En segundo lugar, sugiero que en lo posible busquemos opciones de tratamiento médico que sean independientes del sistema estatal. Sé que eso requiere un esfuerzo de buscar a personas idóneas, y que existen limitaciones financieras. Pero no es que por naturaleza sea más caro hacerse atender por un médico independiente. Mas bien, el sistema está sesgado por la política financiera del gobierno. (Tenemos aquí otra paralela a la situación respecto a la educación.) Cuando haya más personas que conscientemente busquen independizarse en cuanto a los cuidados de salud, entonces se crearán más oportunidades de trabajo para médicos independientes, y la medicina independiente se volverá también más sostenible económicamente. Si la salud es un asunto personal, debe tratarse en el marco de una relación personal.
¿Qué cualidades buscaría yo en un médico, para encomendarle mi salud? – La siguiente lista seguramente es incompleta, pero es un inicio:
– Que sea una persona íntegra y honesta.
– Que me respete como persona, y que respete mis derechos de paciente.
– Que demuestre, en su práctica, capacidades adecuadas de diagnóstico y tratamiento.
– Que respete el secreto profesional, no compartiendo mis datos y asuntos personales con terceras personas.

Si Ud. me dice ahora que no puede encontrar un médico según estos criterios, entonces pregúntese por qué. ¿Será que el sistema de la «salud pública» desalienta el desarrollo de las cualidades humanas en los médicos? Seguramente, algo está muy mal si un médico puede perder su trabajo por discrepar con la política del gobierno, mientras que ningún médico pierde su trabajo por tratar mal a sus pacientes. Con tanto más razón hay que volver a incentivar el trabajo de los médicos independientes. Donde los pacientes eligen libremente a sus médicos, los médicos tienen un incentivo para tratar bien a sus pacientes. Donde los médicos son funcionarios del estado, tienden a convertirse en la misma clase de burócratas despiadados como los que manejan las otras áreas del gobierno.

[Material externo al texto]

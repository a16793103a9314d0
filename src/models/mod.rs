// Model exports
pub mod domain;

pub use domain::{
    Availability, AvailableHours, Budget, CriteriaOverrides, Location, MatchReason, MatchResult,
    MatchingCriteria, PricingRange, Provider, ProviderSkill, ServiceRequest, SubScores, Urgency,
    VerificationLevel,
};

Y tercero, pero no menos importante, que devolvamos a Dios el lugar que le corresponde. Nuestros cuerpos no son propiedad del estado; son creación de Dios. Él es Señor sobre la salud y la enfermedad. En la enfermedad, busquemos primero a Dios y sólo después al médico. En este respecto, mi hijo nos enseñó una gran lección cuando tenía sólo tres años de edad. Jugando, se había caído de un árbol y se había lesionado los pies. Toda la tarde, el dolor era tan fuerte que no podía caminar. Oramos juntos a Dios, pero el dolor no disminuyó. Le dijimos: «Ahora tenemos que llevarte al médico.» – Él respondió: «No, prefiero confiar en Dios.» – Nosotros no estábamos felices con su respuesta, pero cedimos. Pedimos otra vez con más insistencia a Dios que lo sanara. Después dijimos: «Pero si mañana tus pies no están mejor, iremos al médico.» – En la mañana siguiente, nuestro hijito se despertó sin dolor y caminó normalmente.
Y en las situaciones donde sí necesitamos un médico, preferimos que también el médico tenga temor a Dios. Añadamos esto a la lista de los criterios de un buen médico.
Confiar en Dios, en mi opinión, incluye también hacer uso de las propiedades curativas de las plantas y de otros elementos de Su creación. Así podemos disminuir grandemente la dependencia de los medicamentos sintéticos, los que a menudo tienen efectos secundarios no deseados.
Y finalmente, si reconocemos a Dios como Señor, reconocemos también que Él es quien determina el fin de nuestra vida. La vida no es el máximo valor. – «Porque mejor es tu misericordia que la vida» (Salmo 63:3). – «Ni estimo preciosa mi vida para mí mismo, con tal que acabe mi carrera con gozo …» (Hechos 20:24). – No tiene sentido dejar de hacer lo que Dios nos ha mandado (p.ej. trabajar; ayudarnos mutuamente; reunirnos para animarnos mutuamente en la fe), en el afán de quizás añadir con eso unos cuantos años a nuestra vida o a las vidas de otras personas. Desde la perspectiva de Dios no importa si nuestra vida es larga o corta, con tal que la vivamos para Su gloria. Jesús vivió solamente 33 años en esta tierra; pero Su vida tuvo el máximo impacto para la gloria de Dios. Aprendamos entonces «de tal modo a contar nuestros días, que traigamos al corazón sabiduría» (Salmo 90:12); y enseñemos lo mismo a nuestros niños.